I guess if anyone's interested in a play list I could muster the energy to type it up later.

I had the usual candy assortment included-- blow pops, gummi tarantulas some chocolate I stole from the household trick-or-treaters stash, pixie stiX-- and then homemade pumpkin chocolate chip cookies (oh my god! Orgasm good people, I swear) and Black Forest chocolate chip cookies and pumpkin butter. Add to that eyeball rice krispie treats, and a bleeding chocolate cake at the party itself I'm pretty sure all my guests left wanting to throw up.
Good. Mission accomplished.


----------



## mikeq91 (Jul 19, 2005)

Those bags look awsome! what would it take to get an invite for next year? ;-)


----------



## Lilly (Jun 13, 2006)

Nice Idea DLC... I have way to many people at my parties for that, but could do it for a special few.


----------



## Zombie-F (Apr 12, 2004)

Great bags! I'd love to make something like that for my party.


----------



## Lagrousome (Apr 12, 2007)

I know this was posted a while ago, but thought I would share what I did since we have so many kids at our party.
I bought colored bags from Pat~Catans (craft outlet store), bought a couple buckets of those little foamies (halloween style) with the backs that have a peeling paper so they stick without gluing) set them up at the table and let the little monsters make their own goodie bags...then the would fill them throughout the night as they won games, etc.


----------



## MacabreManor (Jul 23, 2007)

Lil corpse, how'd you achieve the necromicon look?


----------



## skeletonowl (Aug 8, 2006)

that's freakin' insane! Man i wish i had the paticene. What songs were on the Metal cd? And yes the bag! 2nd Manors question!
Head in a jar: the most awesome thing to make


----------



## Daddy's Little Corpse (Sep 7, 2006)

For the bags: I took an idea from a fixation I had with making casts for battered barbies when I was little. It's nothing but toilet paper and water. Seriously. Okay, so there was a little glue mixed in too. You get a good enough base and then paint. Super easy.

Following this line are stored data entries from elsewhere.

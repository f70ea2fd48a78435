// Legacy tables (`images`, `documents`) belong to the host application and are
// never created or altered here. Only the unified table and the ledger are.

pub const UNIFIED_TABLE: &str = "media";
pub const IMAGE_TABLE: &str = "images";
pub const DOCUMENT_TABLE: &str = "documents";
pub const LEDGER_TABLE: &str = "migrations";

pub const UNIFIED_UNIQUE_INDEX: &str = "idx_media_file_name_type";

pub const CREATE_LEDGER_SQL: &str = r#"
CREATE TABLE IF NOT EXISTS migrations (
    id INTEGER PRIMARY KEY AUTOINCREMENT,
    name TEXT NOT NULL UNIQUE,          -- e.g. 'media_unification_2024'
    completed BOOLEAN NOT NULL DEFAULT 0,
    created_at INTEGER NOT NULL,        -- UTC unix seconds
    updated_at INTEGER NOT NULL
);
"#;

// The unique index is created separately, after duplicate resolution.
pub const CREATE_UNIFIED_TABLE_SQL: &str = r#"
CREATE TABLE IF NOT EXISTS media (
    id INTEGER PRIMARY KEY AUTOINCREMENT,
    file_name TEXT NOT NULL,
    checksum TEXT NOT NULL,
    media_type TEXT NOT NULL,           -- 'image' or 'document'
    width INTEGER DEFAULT NULL,         -- images only, set once measured
    height INTEGER DEFAULT NULL,
    created_at INTEGER NOT NULL,
    updated_at INTEGER NOT NULL,
    deleted_at INTEGER DEFAULT NULL
);

CREATE INDEX IF NOT EXISTS idx_media_type ON media (media_type);
"#;

pub const CREATE_UNIFIED_UNIQUE_INDEX_SQL: &str =
    "CREATE UNIQUE INDEX IF NOT EXISTS idx_media_file_name_type ON media (file_name, media_type)";

pub const DROP_UNIFIED_TABLE_SQL: &str = "DROP TABLE IF EXISTS media";

/// Shape of the host application's legacy tables. Used to build fixtures.
#[cfg(test)]
pub const LEGACY_SCHEMA_SQL: &str = r#"
CREATE TABLE IF NOT EXISTS images (
    id INTEGER PRIMARY KEY AUTOINCREMENT,
    file_name TEXT NOT NULL UNIQUE,
    checksum TEXT NOT NULL,
    created_at INTEGER NOT NULL,
    updated_at INTEGER NOT NULL,
    deleted_at INTEGER DEFAULT NULL
);

CREATE TABLE IF NOT EXISTS documents (
    id INTEGER PRIMARY KEY AUTOINCREMENT,
    file_name TEXT NOT NULL UNIQUE,
    checksum TEXT NOT NULL,
    created_at INTEGER NOT NULL,
    updated_at INTEGER NOT NULL,
    deleted_at INTEGER DEFAULT NULL
);
"#;
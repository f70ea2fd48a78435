use log::{debug, warn};
use rusqlite::{params, Connection, ErrorCode, OptionalExtension};

use crate::database::Database;
use crate::schema::{CREATE_LEDGER_SQL, LEDGER_TABLE};
use crate::utils::Utils;

/// The one migration this crate knows how to perform.
pub const MEDIA_UNIFICATION: &str = "media_unification_2024";

/// Independent flag recording that the file phase finished without failures.
pub const MEDIA_FILES: &str = "media_unification_2024_files";

#[derive(Clone, Debug, PartialEq)]
#[allow(dead_code)]
pub struct LedgerEntry {
    pub id: i64,
    pub name: String,
    pub completed: bool,
    pub created_at: i64,
    pub updated_at: i64,
}

/// One row per named migration with a Completed flag.
///
/// All functions take a `&Connection` so they can run inside the caller's
/// transaction (a `Transaction` derefs to `Connection`).
pub struct MigrationLedger;

impl MigrationLedger {
    pub fn ensure_table(conn: &Connection) -> Result<(), rusqlite::Error> {
        conn.execute_batch(CREATE_LEDGER_SQL)
    }

    /// Read an entry. A missing ledger table reads as a missing entry.
    pub fn get(conn: &Connection, name: &str) -> Result<Option<LedgerEntry>, rusqlite::Error> {
        if !Database::table_exists(conn, LEDGER_TABLE)? {
            return Ok(None);
        }

        conn.query_row(
            "SELECT id, name, completed, created_at, updated_at FROM migrations WHERE name = ?",
            [name],
            |row| {
                Ok(LedgerEntry {
                    id: row.get(0)?,
                    name: row.get(1)?,
                    completed: row.get(2)?,
                    created_at: row.get(3)?,
                    updated_at: row.get(4)?,
                })
            },
        )
        .optional()
    }

    pub fn is_completed(conn: &Connection, name: &str) -> Result<bool, rusqlite::Error> {
        Ok(Self::get(conn, name)?.is_some_and(|entry| entry.completed))
    }

    /// Record `name` as completed.
    ///
    /// Insert first; if the name already exists (a previous or concurrent run wrote
    /// it), re-read the entry and only update it if it is not yet completed.
    pub fn mark_completed(conn: &Connection, name: &str) -> Result<(), rusqlite::Error> {
        Self::ensure_table(conn)?;
        let now = Utils::now_secs();

        let inserted = conn.execute(
            "INSERT INTO migrations (name, completed, created_at, updated_at) VALUES (?, 1, ?, ?)",
            params![name, now, now],
        );

        match inserted {
            Ok(_) => Ok(()),
            Err(rusqlite::Error::SqliteFailure(err, _))
                if err.code == ErrorCode::ConstraintViolation =>
            {
                match Self::get(conn, name)? {
                    Some(entry) if entry.completed => {
                        warn!(
                            "Ledger entry '{}' was already completed by another run",
                            name
                        );
                        Ok(())
                    }
                    _ => {
                        debug!("Ledger entry '{}' exists but is incomplete; marking completed", name);
                        conn.execute(
                            "UPDATE migrations SET completed = 1, updated_at = ? WHERE name = ?",
                            params![now, name],
                        )?;
                        Ok(())
                    }
                }
            }
            Err(e) => Err(e),
        }
    }

    /// Delete an entry. Returns whether a row was removed.
    pub fn remove(conn: &Connection, name: &str) -> Result<bool, rusqlite::Error> {
        if !Database::table_exists(conn, LEDGER_TABLE)? {
            return Ok(false);
        }
        let removed = conn.execute("DELETE FROM migrations WHERE name = ?", [name])?;
        Ok(removed > 0)
    }
}

#[cfg(test)]
mod tests {
    use super::*;
    use tempfile::TempDir;

    fn open() -> (TempDir, Database) {
        let dir = TempDir::new().unwrap();
        let db = Database::open(&dir.path().join("app.db")).unwrap();
        (dir, db)
    }

    #[test]
    fn test_missing_table_reads_as_absent() {
        let (_dir, db) = open();
        assert_eq!(MigrationLedger::get(db.conn(), MEDIA_UNIFICATION).unwrap(), None);
        assert!(!MigrationLedger::is_completed(db.conn(), MEDIA_UNIFICATION).unwrap());
        assert!(!MigrationLedger::remove(db.conn(), MEDIA_UNIFICATION).unwrap());
    }

    #[test]
    fn test_mark_completed_twice_keeps_one_row() {
        let (_dir, db) = open();
        MigrationLedger::mark_completed(db.conn(), MEDIA_UNIFICATION).unwrap();
        MigrationLedger::mark_completed(db.conn(), MEDIA_UNIFICATION).unwrap();

        let entry = MigrationLedger::get(db.conn(), MEDIA_UNIFICATION).unwrap().unwrap();
        assert!(entry.completed);
        assert_eq!(entry.name, MEDIA_UNIFICATION);
        assert_eq!(Database::count_rows(db.conn(), "migrations").unwrap(), 1);
    }

    #[test]
    fn test_conflict_on_incomplete_entry_is_resolved_by_update() {
        let (_dir, db) = open();
        MigrationLedger::ensure_table(db.conn()).unwrap();
        db.conn()
            .execute(
                "INSERT INTO migrations (name, completed, created_at, updated_at) VALUES (?, 0, 1, 1)",
                [MEDIA_UNIFICATION],
            )
            .unwrap();
        assert!(!MigrationLedger::is_completed(db.conn(), MEDIA_UNIFICATION).unwrap());

        MigrationLedger::mark_completed(db.conn(), MEDIA_UNIFICATION).unwrap();

        let entry = MigrationLedger::get(db.conn(), MEDIA_UNIFICATION).unwrap().unwrap();
        assert!(entry.completed);
        assert_eq!(entry.created_at, 1);
        assert!(entry.updated_at > 1);
    }

    #[test]
    fn test_entries_are_independent() {
        let (_dir, db) = open();
        MigrationLedger::mark_completed(db.conn(), MEDIA_UNIFICATION).unwrap();
        assert!(!MigrationLedger::is_completed(db.conn(), MEDIA_FILES).unwrap());

        assert!(MigrationLedger::remove(db.conn(), MEDIA_UNIFICATION).unwrap());
        assert!(!MigrationLedger::remove(db.conn(), MEDIA_UNIFICATION).unwrap());
    }
}
use std::fs;
use std::path::{Path, PathBuf};

use chrono::NaiveDateTime;
use log::{debug, info, warn};
use rusqlite::{Connection, OpenFlags};

use crate::config::PathsConfig;
use crate::error::MediaMergeError;
use crate::utils::Utils;

pub const BACKUP_PREFIX: &str = "db_backup_";
const STAMP_FORMAT: &str = "%Y%m%d-%H%M%S";
const SIDECAR_SUFFIXES: [&str; 3] = ["-journal", "-wal", "-shm"];

#[derive(Clone, Debug, PartialEq)]
pub struct BackupInfo {
    pub path: PathBuf,
    pub size: u64,
    /// Parsed from the file name; `None` if the stamp is unreadable.
    pub created: Option<NaiveDateTime>,
}

/// Full-file copies of the live database.
///
/// A backup is only ever handed back to a caller after it has been checked:
/// its digest matches the source and it opens and answers a trivial query.
/// That check is a sanity check; it says nothing about schema completeness.
pub struct BackupManager {
    backup_dir: PathBuf,
    candidates: Vec<PathBuf>,
}

impl BackupManager {
    /// `candidates` are the places the live database may be, searched in order.
    pub fn new(backup_dir: PathBuf, candidates: Vec<PathBuf>) -> Self {
        BackupManager {
            backup_dir,
            candidates,
        }
    }

    pub fn from_config(paths: &PathsConfig) -> Self {
        Self::new(paths.backup_dir.clone(), paths.database_candidates())
    }

    pub fn backup_dir(&self) -> &Path {
        &self.backup_dir
    }

    pub fn locate_database(&self) -> Result<PathBuf, MediaMergeError> {
        self.candidates
            .iter()
            .find(|candidate| candidate.is_file())
            .cloned()
            .ok_or_else(|| {
                let searched: Vec<String> = self
                    .candidates
                    .iter()
                    .map(|c| c.display().to_string())
                    .collect();
                MediaMergeError::Configuration(format!(
                    "Database file not found (searched: {})",
                    searched.join(", ")
                ))
            })
    }

    pub fn create_backup(&self) -> Result<PathBuf, MediaMergeError> {
        let source = self.locate_database()?;
        self.backup_file(&source)
    }

    /// Replace the live database with the contents of `backup_path`.
    ///
    /// The backup is verified first. A safety backup of the current database is
    /// attempted, but failing to make one does not stop the restore.
    pub fn restore_backup(&self, backup_path: &Path) -> Result<(), MediaMergeError> {
        if !backup_path.is_file() {
            return Err(MediaMergeError::Configuration(format!(
                "Backup '{}' does not exist",
                backup_path.display()
            )));
        }
        self.verify_backup(backup_path)?;

        let live = match self.locate_database() {
            Ok(live) => {
                match self.backup_file(&live) {
                    Ok(safety) => info!("Safety backup of current database: {}", safety.display()),
                    Err(e) => warn!("Could not create safety backup before restore: {}", e),
                }
                live
            }
            Err(e) => {
                let target = self.candidates.first().cloned().ok_or(e)?;
                warn!(
                    "No live database found; restoring to {}",
                    target.display()
                );
                if let Some(parent) = target.parent() {
                    fs::create_dir_all(parent).map_err(MediaMergeError::file_io(parent))?;
                }
                target
            }
        };

        Self::remove_sidecars(&live);
        fs::copy(backup_path, &live).map_err(MediaMergeError::file_io(&live))?;
        info!("Restored {} from {}", live.display(), backup_path.display());

        Ok(())
    }

    /// Backups in the backup directory, newest first.
    pub fn list_backups(&self) -> Result<Vec<BackupInfo>, MediaMergeError> {
        if !self.backup_dir.exists() {
            return Ok(Vec::new());
        }

        let mut backups = Vec::new();
        for entry in fs::read_dir(&self.backup_dir)? {
            let entry = entry?;
            let name = entry.file_name().to_string_lossy().into_owned();
            let Some(stamp) = name.strip_prefix(BACKUP_PREFIX) else {
                continue;
            };
            let metadata = entry.metadata()?;
            if !metadata.is_file() {
                continue;
            }
            let created = stamp
                .get(..15)
                .and_then(|s| NaiveDateTime::parse_from_str(s, STAMP_FORMAT).ok());
            backups.push(BackupInfo {
                path: entry.path(),
                size: metadata.len(),
                created,
            });
        }

        backups.sort_by(|a, b| b.created.cmp(&a.created).then_with(|| b.path.cmp(&a.path)));
        Ok(backups)
    }

    pub fn delete_backup(&self, backup_path: &Path) -> Result<(), MediaMergeError> {
        let invalid = || {
            MediaMergeError::Configuration(format!(
                "'{}' is not a backup in {}",
                backup_path.display(),
                self.backup_dir.display()
            ))
        };

        let canonical = dunce::canonicalize(backup_path).map_err(|_| invalid())?;
        let backup_dir = dunce::canonicalize(&self.backup_dir).map_err(|_| invalid())?;
        let is_named_backup = canonical
            .file_name()
            .is_some_and(|name| name.to_string_lossy().starts_with(BACKUP_PREFIX));

        if canonical.parent() != Some(backup_dir.as_path()) || !is_named_backup || !canonical.is_file() {
            return Err(invalid());
        }

        fs::remove_file(&canonical).map_err(MediaMergeError::file_io(&canonical))?;
        info!("Deleted backup {}", canonical.display());
        Ok(())
    }

    /// Open the file read-only and run a trivial query against it.
    pub fn verify_backup(&self, backup_path: &Path) -> Result<(), MediaMergeError> {
        Self::check_opens(backup_path).map_err(|reason| MediaMergeError::BackupIntegrity {
            path: backup_path.to_owned(),
            reason,
        })
    }

    fn backup_file(&self, source: &Path) -> Result<PathBuf, MediaMergeError> {
        fs::create_dir_all(&self.backup_dir).map_err(MediaMergeError::file_io(&self.backup_dir))?;
        let dest = self.next_backup_path();

        if let Err(e) = fs::copy(source, &dest) {
            Self::discard(&dest);
            return Err(MediaMergeError::FileIo {
                path: dest,
                source: e,
            });
        }

        let checked = Self::check_digests(source, &dest).and_then(|()| Self::check_opens(&dest));
        if let Err(reason) = checked {
            Self::discard(&dest);
            return Err(MediaMergeError::BackupIntegrity { path: dest, reason });
        }

        info!("Created backup {} of {}", dest.display(), source.display());
        Ok(dest)
    }

    /// `db_backup_<stamp>`, with `-N` appended if that name is already taken.
    fn next_backup_path(&self) -> PathBuf {
        let base = format!("{}{}", BACKUP_PREFIX, Utils::file_stamp());
        let mut candidate = self.backup_dir.join(&base);
        let mut n = 1;
        while candidate.exists() {
            candidate = self.backup_dir.join(format!("{}-{}", base, n));
            n += 1;
        }
        candidate
    }

    fn check_digests(source: &Path, copy: &Path) -> Result<(), String> {
        let source_digest = Utils::sha256_file(source).map_err(|e| format!("reading source: {}", e))?;
        let copy_digest = Utils::sha256_file(copy).map_err(|e| format!("reading copy: {}", e))?;
        if source_digest != copy_digest {
            return Err(format!(
                "digest mismatch (source {}, copy {})",
                source_digest, copy_digest
            ));
        }
        debug!("Backup digest {}", copy_digest);
        Ok(())
    }

    fn check_opens(path: &Path) -> Result<(), String> {
        let conn = Connection::open_with_flags(path, OpenFlags::SQLITE_OPEN_READ_ONLY)
            .map_err(|e| format!("cannot open: {}", e))?;
        conn.query_row("SELECT COUNT(*) FROM sqlite_master", [], |row| row.get::<_, i64>(0))
            .map_err(|e| format!("query failed: {}", e))?;
        Ok(())
    }

    fn discard(path: &Path) {
        if let Err(e) = fs::remove_file(path) {
            if path.exists() {
                warn!("Could not remove unverified backup {}: {}", path.display(), e);
            }
        }
    }

    /// Journal files left beside the live database would be replayed onto the restored
    /// copy, so they go first.
    fn remove_sidecars(live: &Path) {
        for suffix in SIDECAR_SUFFIXES {
            let mut name = live.as_os_str().to_owned();
            name.push(suffix);
            let sidecar = PathBuf::from(name);
            if sidecar.exists() {
                match fs::remove_file(&sidecar) {
                    Ok(()) => warn!("Removed stale {}", sidecar.display()),
                    Err(e) => warn!("Could not remove {}: {}", sidecar.display(), e),
                }
            }
        }
    }
}
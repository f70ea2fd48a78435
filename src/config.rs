use std::fs;
use std::path::{Path, PathBuf};

use directories::ProjectDirs;
use figment::{
    providers::{Env, Format, Serialized, Toml},
    Figment,
};
use serde::{Deserialize, Serialize};

#[derive(Serialize, Deserialize, Debug, Clone, PartialEq)]
pub struct LoggingConfig {
    pub mediamerge: String,
}

impl LoggingConfig {
    const LOG_LEVELS: [&str; 5] = ["error", "warn", "info", "debug", "trace"];
    const MEDIAMERGE_LEVEL: &str = "info";

    fn default() -> Self {
        LoggingConfig {
            mediamerge: Self::MEDIAMERGE_LEVEL.to_string(),
        }
    }

    fn ensure_valid(&mut self) {
        let str_original = self.mediamerge.clone();
        self.mediamerge = self.mediamerge.trim().to_ascii_lowercase();
        if !Self::LOG_LEVELS.contains(&self.mediamerge.as_str()) {
            eprintln!(
                "Config error: mediamerge log level of '{}' is invalid - using default of '{}'",
                str_original,
                Self::MEDIAMERGE_LEVEL
            );
            self.mediamerge = Self::MEDIAMERGE_LEVEL.to_owned();
        }
    }

    /// Log spec handed to flexi_logger. Third-party crates stay at warn.
    pub fn log_spec(&self) -> String {
        format!("warn, mediamerge={}", self.mediamerge)
    }
}

/// Locations of everything the migration touches.
#[derive(Serialize, Deserialize, Debug, Clone, PartialEq)]
pub struct PathsConfig {
    pub data_dir: PathBuf,
    pub database_file: String,
    pub backup_dir: PathBuf,
    pub image_dir: PathBuf,
    pub document_dir: PathBuf,
    pub unified_dir: PathBuf,
}

impl PathsConfig {
    const DATABASE_FILE: &str = "app.db";

    fn default_for(data_dir: &Path, backup_dir: &Path) -> Self {
        let uploads = data_dir.join("uploads");
        PathsConfig {
            data_dir: data_dir.to_owned(),
            database_file: Self::DATABASE_FILE.to_owned(),
            backup_dir: backup_dir.to_owned(),
            image_dir: uploads.join("images"),
            document_dir: uploads.join("documents"),
            unified_dir: uploads.join("media"),
        }
    }

    fn ensure_valid(&mut self) {
        let trimmed = self.database_file.trim();
        if trimmed.is_empty() || trimmed.contains(['/', '\\']) {
            eprintln!(
                "Config error: database_file of '{}' must be a bare file name - using default of '{}'",
                self.database_file,
                Self::DATABASE_FILE
            );
            self.database_file = Self::DATABASE_FILE.to_owned();
        } else {
            self.database_file = trimmed.to_owned();
        }
    }

    /// Where the live database is searched for, in order.
    pub fn database_candidates(&self) -> Vec<PathBuf> {
        let mut candidates = vec![self.data_dir.join(&self.database_file)];
        if let Ok(cwd) = std::env::current_dir() {
            candidates.push(cwd.join(&self.database_file));
        }
        candidates
    }

    pub fn log_dir(&self) -> PathBuf {
        self.data_dir.join("logs")
    }
}

#[derive(Serialize, Deserialize, Debug, Clone, PartialEq)]
pub struct FilesConfig {
    progress_interval: usize,
}

impl FilesConfig {
    const PROGRESS_INTERVAL: usize = 100;

    pub fn progress_interval(&self) -> usize {
        self.progress_interval
    }

    fn default() -> Self {
        FilesConfig {
            progress_interval: Self::PROGRESS_INTERVAL,
        }
    }

    fn ensure_valid(&mut self) {
        if self.progress_interval == 0 {
            eprintln!(
                "Config error: progress_interval of 0 is invalid - using default of '{}'",
                Self::PROGRESS_INTERVAL
            );
            self.progress_interval = Self::PROGRESS_INTERVAL;
        }
    }
}

#[derive(Serialize, Deserialize, Debug, Clone, PartialEq)]
pub struct Config {
    pub logging: LoggingConfig,
    pub paths: PathsConfig,
    pub files: FilesConfig,
}

impl Config {
    const FILE_NAME: &str = "config.toml";
    const ENV_PREFIX: &str = "MEDIAMERGE_";

    /// Defaults rooted at `data_dir`. Backups go to a sibling directory so they
    /// never live inside the live data directory.
    pub fn default_for(data_dir: &Path) -> Self {
        let backup_dir = match data_dir.parent() {
            Some(parent) => parent.join("mediamerge-backups"),
            None => data_dir.join("..").join("mediamerge-backups"),
        };
        Config {
            logging: LoggingConfig::default(),
            paths: PathsConfig::default_for(data_dir, &backup_dir),
            files: FilesConfig::default(),
        }
    }

    /// Loads the configuration from `explicit_path` if given, otherwise from a TOML file
    /// located in the app's data directory. If the file is missing or fails to parse,
    /// defaults are used. Writes the default config to disk if no file exists.
    pub fn load_config(project_dirs: &ProjectDirs, explicit_path: Option<&Path>) -> Self {
        let data_dir = project_dirs.data_local_dir();
        let config_path = match explicit_path {
            Some(path) => path.to_owned(),
            None => data_dir.join(Self::FILE_NAME),
        };

        let default_config = Config::default_for(data_dir);

        if !config_path.exists() {
            Self::write_default(&config_path, &default_config);
        }

        Self::from_figment(default_config, &config_path)
    }

    /// Layers: defaults, then the TOML file, then `MEDIAMERGE_*` environment variables.
    pub fn from_figment(default_config: Config, config_path: &Path) -> Self {
        let figment = Figment::from(Serialized::defaults(default_config.clone()))
            .merge(Toml::file(config_path))
            .merge(Env::prefixed(Self::ENV_PREFIX).split("__"));

        let mut config = figment.extract().unwrap_or_else(|err| {
            eprintln!(
                "Could not load config file {}: {}. Using default configuration.",
                config_path.display(),
                err
            );
            default_config
        });

        config.ensure_valid();

        config
    }

    fn write_default(config_path: &Path, default_config: &Config) {
        if let Some(parent) = config_path.parent() {
            if let Err(e) = fs::create_dir_all(parent) {
                eprintln!(
                    "Failed to create configuration directory {}: {}",
                    parent.display(),
                    e
                );
            }
        }
        match toml::to_string_pretty(default_config) {
            Ok(toml_string) => {
                if let Err(e) = fs::write(config_path, toml_string) {
                    eprintln!(
                        "Failed to write default config to {}: {}",
                        config_path.display(),
                        e
                    );
                }
            }
            Err(_) => eprintln!("Failed to serialize default config."),
        }
    }

    fn ensure_valid(&mut self) {
        self.logging.ensure_valid();
        self.paths.ensure_valid();
        self.files.ensure_valid();
    }
}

The track list... well, that's gonna have to wait till I get home from work.


----------



## Sickie Ickie (Jun 20, 2006)

face in a jar is a face on copy paper?


----------



## Daddy's Little Corpse (Sep 7, 2006)

Sickie: Yep. Simple picture printed off the puter.

Skeletonowl:
There was a mix of sound bites and music on both. Disc one was all the obvious stuff that told sort of a story-- it was called "How Does it Feel to be Damned?; Anatomy of the Slasher Flick"-- and not really my favorite but here we go...
*takes deep breath*

Disc One:
"Madness..."- Addams Family
This is Halloween- Danny Elfman
"They're Heeeere"- Poltergeist
Beetlejuice Main Title-Danny Elfman
Season of the Witch- Donovan
Werewolves of London- Warren Zevon
Hungry Like the Wolf- Duran Duran
"Monstrocities"- Addams Family
Goodbye Horses- Q Lazarus
Boogeyman- Rob Zombie
Beheaded- The Offspring
Bad to the Bone- George Thurogood
Lotion- Greenskeeper
Blood and Roses- The Smithereens
Thriller- Michael Jackson
Wonderboy- Tenacious D
Evil Ways- Santana
Shout at the Devil- Motley Crue
Sweet Dreams- The Eurythmics
DayO- Harry Belafonte
Bela Lagosi's Dead- Bauhaus
Inconclusion- Dee Snider
Hitchcock Theme
Crypt Keepers Farewell

Disc Two- "Blood Samples; A Splattering of the Painfully Obvious"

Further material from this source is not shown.